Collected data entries
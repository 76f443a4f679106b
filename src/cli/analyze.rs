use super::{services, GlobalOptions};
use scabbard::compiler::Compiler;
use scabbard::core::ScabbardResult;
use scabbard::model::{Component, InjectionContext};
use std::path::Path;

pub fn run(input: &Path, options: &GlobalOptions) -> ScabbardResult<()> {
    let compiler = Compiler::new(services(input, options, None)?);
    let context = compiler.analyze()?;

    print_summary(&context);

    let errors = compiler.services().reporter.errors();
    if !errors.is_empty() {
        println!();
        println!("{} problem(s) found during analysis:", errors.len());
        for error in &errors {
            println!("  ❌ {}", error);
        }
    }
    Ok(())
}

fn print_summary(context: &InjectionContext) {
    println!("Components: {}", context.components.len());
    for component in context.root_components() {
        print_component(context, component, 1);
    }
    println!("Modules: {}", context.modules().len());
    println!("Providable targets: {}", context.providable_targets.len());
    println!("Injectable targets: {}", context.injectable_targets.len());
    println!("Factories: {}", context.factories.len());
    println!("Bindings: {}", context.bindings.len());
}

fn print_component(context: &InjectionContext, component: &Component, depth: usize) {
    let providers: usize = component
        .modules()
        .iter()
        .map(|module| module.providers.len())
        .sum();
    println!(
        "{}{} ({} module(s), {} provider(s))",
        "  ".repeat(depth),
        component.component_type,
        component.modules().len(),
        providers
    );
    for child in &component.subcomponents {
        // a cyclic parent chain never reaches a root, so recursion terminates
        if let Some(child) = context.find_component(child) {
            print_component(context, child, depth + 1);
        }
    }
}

...

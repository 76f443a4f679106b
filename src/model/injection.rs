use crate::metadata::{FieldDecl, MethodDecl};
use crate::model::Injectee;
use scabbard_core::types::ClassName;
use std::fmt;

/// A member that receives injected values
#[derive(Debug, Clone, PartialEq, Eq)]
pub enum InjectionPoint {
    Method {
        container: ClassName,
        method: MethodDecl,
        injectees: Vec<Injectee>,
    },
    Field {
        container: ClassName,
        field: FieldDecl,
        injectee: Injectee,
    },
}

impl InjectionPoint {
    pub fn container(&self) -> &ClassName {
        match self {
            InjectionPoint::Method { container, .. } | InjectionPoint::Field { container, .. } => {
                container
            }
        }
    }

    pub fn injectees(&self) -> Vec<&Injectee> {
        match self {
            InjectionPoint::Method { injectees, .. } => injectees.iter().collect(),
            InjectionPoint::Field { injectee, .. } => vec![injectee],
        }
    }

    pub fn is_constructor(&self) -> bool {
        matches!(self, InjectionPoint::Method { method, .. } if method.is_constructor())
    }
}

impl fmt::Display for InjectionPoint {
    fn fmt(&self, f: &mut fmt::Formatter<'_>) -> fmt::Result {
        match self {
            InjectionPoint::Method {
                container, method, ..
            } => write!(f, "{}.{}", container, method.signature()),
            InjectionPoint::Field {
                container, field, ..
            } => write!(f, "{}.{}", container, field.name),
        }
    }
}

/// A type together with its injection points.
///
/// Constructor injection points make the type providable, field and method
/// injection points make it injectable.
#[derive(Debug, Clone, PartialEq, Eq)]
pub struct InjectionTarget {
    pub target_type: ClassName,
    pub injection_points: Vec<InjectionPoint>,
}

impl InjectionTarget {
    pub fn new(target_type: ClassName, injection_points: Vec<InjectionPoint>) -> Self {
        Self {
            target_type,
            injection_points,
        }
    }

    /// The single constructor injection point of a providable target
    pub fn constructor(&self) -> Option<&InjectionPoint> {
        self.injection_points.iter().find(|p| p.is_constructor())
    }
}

* * *

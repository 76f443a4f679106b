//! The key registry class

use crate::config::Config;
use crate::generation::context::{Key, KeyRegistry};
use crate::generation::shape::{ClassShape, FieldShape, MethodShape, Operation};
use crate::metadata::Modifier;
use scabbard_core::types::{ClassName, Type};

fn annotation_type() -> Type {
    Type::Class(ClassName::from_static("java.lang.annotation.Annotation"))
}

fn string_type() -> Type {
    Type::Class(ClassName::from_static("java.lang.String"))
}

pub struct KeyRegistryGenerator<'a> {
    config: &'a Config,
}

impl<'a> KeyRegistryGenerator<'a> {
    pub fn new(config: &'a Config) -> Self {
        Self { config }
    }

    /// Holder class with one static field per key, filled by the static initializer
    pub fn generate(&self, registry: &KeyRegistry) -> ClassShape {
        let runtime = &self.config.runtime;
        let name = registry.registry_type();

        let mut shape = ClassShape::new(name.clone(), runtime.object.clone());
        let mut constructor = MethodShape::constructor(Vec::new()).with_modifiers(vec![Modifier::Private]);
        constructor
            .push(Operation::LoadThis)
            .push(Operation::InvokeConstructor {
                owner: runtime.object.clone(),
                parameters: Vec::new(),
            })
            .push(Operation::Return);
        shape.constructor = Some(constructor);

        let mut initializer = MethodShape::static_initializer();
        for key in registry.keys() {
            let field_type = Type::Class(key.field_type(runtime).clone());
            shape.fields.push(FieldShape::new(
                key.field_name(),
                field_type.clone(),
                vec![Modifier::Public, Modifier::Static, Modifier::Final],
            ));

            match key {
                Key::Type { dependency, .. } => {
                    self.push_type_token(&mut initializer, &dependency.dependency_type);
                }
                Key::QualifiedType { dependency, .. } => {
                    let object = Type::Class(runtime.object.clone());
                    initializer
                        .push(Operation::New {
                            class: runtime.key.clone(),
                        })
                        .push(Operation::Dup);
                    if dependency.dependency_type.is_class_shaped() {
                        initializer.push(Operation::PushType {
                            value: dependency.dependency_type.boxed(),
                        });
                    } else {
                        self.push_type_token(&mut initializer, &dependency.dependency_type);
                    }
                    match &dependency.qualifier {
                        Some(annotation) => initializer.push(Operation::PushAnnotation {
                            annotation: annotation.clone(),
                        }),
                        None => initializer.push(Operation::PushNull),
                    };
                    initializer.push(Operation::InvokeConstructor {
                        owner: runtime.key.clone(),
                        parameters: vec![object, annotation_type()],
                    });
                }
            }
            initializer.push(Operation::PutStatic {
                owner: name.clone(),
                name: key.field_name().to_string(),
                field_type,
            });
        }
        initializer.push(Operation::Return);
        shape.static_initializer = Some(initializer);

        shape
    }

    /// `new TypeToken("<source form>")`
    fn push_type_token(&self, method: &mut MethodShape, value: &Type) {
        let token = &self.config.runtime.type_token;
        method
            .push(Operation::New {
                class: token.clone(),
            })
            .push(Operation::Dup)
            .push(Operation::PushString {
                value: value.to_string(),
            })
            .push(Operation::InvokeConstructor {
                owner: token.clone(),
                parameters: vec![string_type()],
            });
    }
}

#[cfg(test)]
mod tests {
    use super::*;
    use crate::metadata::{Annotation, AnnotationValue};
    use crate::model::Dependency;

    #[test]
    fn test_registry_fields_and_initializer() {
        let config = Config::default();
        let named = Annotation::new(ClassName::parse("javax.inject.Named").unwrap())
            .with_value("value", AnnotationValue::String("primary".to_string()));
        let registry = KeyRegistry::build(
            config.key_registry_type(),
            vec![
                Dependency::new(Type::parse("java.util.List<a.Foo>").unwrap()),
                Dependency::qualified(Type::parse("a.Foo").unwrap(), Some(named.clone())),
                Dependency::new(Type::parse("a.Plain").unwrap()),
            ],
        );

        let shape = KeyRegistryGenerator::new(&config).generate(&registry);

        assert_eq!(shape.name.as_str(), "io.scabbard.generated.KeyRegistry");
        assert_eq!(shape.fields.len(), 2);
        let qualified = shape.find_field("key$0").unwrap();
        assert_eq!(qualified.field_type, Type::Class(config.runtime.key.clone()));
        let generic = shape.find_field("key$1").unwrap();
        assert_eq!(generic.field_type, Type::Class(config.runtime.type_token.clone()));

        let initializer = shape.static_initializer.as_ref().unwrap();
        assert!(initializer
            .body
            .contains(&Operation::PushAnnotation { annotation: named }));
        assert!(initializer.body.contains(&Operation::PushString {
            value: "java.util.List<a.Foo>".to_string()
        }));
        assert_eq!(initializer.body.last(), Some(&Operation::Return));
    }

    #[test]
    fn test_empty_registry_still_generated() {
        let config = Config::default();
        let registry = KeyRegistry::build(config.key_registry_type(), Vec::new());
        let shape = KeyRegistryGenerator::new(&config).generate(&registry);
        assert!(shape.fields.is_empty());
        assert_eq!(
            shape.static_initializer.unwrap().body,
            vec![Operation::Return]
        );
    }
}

TASK TO COMPLETE — Find the lines in the records that contain the word "services", then copy every one of them.

WRITTEN ANSWER —
use super::{services, GlobalOptions};
    let compiler = Compiler::new(services(input, options, None)?);
    let errors = compiler.services().reporter.errors();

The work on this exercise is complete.